> PROBLEM REQUIREMENTS
Repeat exactly the lines of the listing below, please, starting with the first and ending with the line containing "pub fn parse(line: &str)"; leave out the rest.

===== RECORDS SUPPLIED =====

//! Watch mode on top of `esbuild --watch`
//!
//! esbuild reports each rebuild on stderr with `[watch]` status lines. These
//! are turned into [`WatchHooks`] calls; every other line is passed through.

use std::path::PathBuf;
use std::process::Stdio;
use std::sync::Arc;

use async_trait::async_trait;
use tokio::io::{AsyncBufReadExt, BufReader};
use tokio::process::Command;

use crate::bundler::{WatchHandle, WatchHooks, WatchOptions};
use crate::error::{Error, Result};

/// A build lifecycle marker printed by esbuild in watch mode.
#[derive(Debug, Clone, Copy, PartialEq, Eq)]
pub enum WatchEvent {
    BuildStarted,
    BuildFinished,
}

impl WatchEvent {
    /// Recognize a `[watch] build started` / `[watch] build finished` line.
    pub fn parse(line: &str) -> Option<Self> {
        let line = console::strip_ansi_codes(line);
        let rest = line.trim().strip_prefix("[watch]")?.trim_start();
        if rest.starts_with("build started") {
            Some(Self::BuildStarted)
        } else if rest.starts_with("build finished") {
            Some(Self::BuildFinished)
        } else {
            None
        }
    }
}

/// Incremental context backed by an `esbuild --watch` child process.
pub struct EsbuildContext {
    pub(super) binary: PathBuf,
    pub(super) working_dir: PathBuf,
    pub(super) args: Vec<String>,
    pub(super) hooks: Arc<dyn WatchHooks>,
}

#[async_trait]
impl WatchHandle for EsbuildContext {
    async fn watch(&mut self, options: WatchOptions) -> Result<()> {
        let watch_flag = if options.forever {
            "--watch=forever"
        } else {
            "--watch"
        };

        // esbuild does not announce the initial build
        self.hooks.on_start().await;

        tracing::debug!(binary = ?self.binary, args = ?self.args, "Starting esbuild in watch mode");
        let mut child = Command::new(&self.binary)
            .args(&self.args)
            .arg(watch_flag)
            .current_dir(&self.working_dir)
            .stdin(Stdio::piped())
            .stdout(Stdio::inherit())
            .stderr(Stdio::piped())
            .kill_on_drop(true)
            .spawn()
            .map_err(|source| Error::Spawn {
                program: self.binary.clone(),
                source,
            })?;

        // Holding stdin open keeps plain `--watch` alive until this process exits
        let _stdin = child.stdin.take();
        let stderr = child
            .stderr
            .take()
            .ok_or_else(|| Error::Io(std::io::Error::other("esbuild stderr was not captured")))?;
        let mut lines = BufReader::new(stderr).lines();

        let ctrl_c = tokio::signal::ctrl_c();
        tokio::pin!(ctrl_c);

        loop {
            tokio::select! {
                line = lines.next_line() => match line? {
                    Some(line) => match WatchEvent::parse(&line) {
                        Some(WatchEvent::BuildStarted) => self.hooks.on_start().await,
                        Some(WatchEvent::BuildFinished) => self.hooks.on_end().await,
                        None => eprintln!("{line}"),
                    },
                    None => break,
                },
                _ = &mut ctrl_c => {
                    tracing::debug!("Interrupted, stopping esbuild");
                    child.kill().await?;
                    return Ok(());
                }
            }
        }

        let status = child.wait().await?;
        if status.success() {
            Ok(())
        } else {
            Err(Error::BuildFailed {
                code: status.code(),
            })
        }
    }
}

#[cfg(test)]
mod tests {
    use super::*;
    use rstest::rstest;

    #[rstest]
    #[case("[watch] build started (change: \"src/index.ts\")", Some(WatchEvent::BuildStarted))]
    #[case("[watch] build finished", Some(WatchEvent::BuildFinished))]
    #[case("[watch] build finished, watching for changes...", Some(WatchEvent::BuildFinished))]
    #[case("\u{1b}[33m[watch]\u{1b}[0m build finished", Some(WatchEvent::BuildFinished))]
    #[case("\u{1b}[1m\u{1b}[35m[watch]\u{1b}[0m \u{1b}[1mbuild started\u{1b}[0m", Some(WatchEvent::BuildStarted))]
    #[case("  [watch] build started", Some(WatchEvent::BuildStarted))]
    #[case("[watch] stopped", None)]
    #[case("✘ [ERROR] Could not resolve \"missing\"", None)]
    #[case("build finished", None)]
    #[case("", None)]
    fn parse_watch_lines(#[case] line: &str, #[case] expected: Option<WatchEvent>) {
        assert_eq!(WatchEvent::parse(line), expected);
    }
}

=====

> EXERCISE OUTPUT
//! Watch mode on top of `esbuild --watch`
//!
//! esbuild reports each rebuild on stderr with `[watch]` status lines. These
//! are turned into [`WatchHooks`] calls; every other line is passed through.

use std::path::PathBuf;
use std::process::Stdio;
use std::sync::Arc;

use async_trait::async_trait;
use tokio::io::{AsyncBufReadExt, BufReader};
use tokio::process::Command;

use crate::bundler::{WatchHandle, WatchHooks, WatchOptions};
use crate::error::{Error, Result};

/// A build lifecycle marker printed by esbuild in watch mode.
#[derive(Debug, Clone, Copy, PartialEq, Eq)]
pub enum WatchEvent {
    BuildStarted,
    BuildFinished,
}

impl WatchEvent {
    /// Recognize a `[watch] build started` / `[watch] build finished` line.
    pub fn parse(line: &str) -> Option<Self> {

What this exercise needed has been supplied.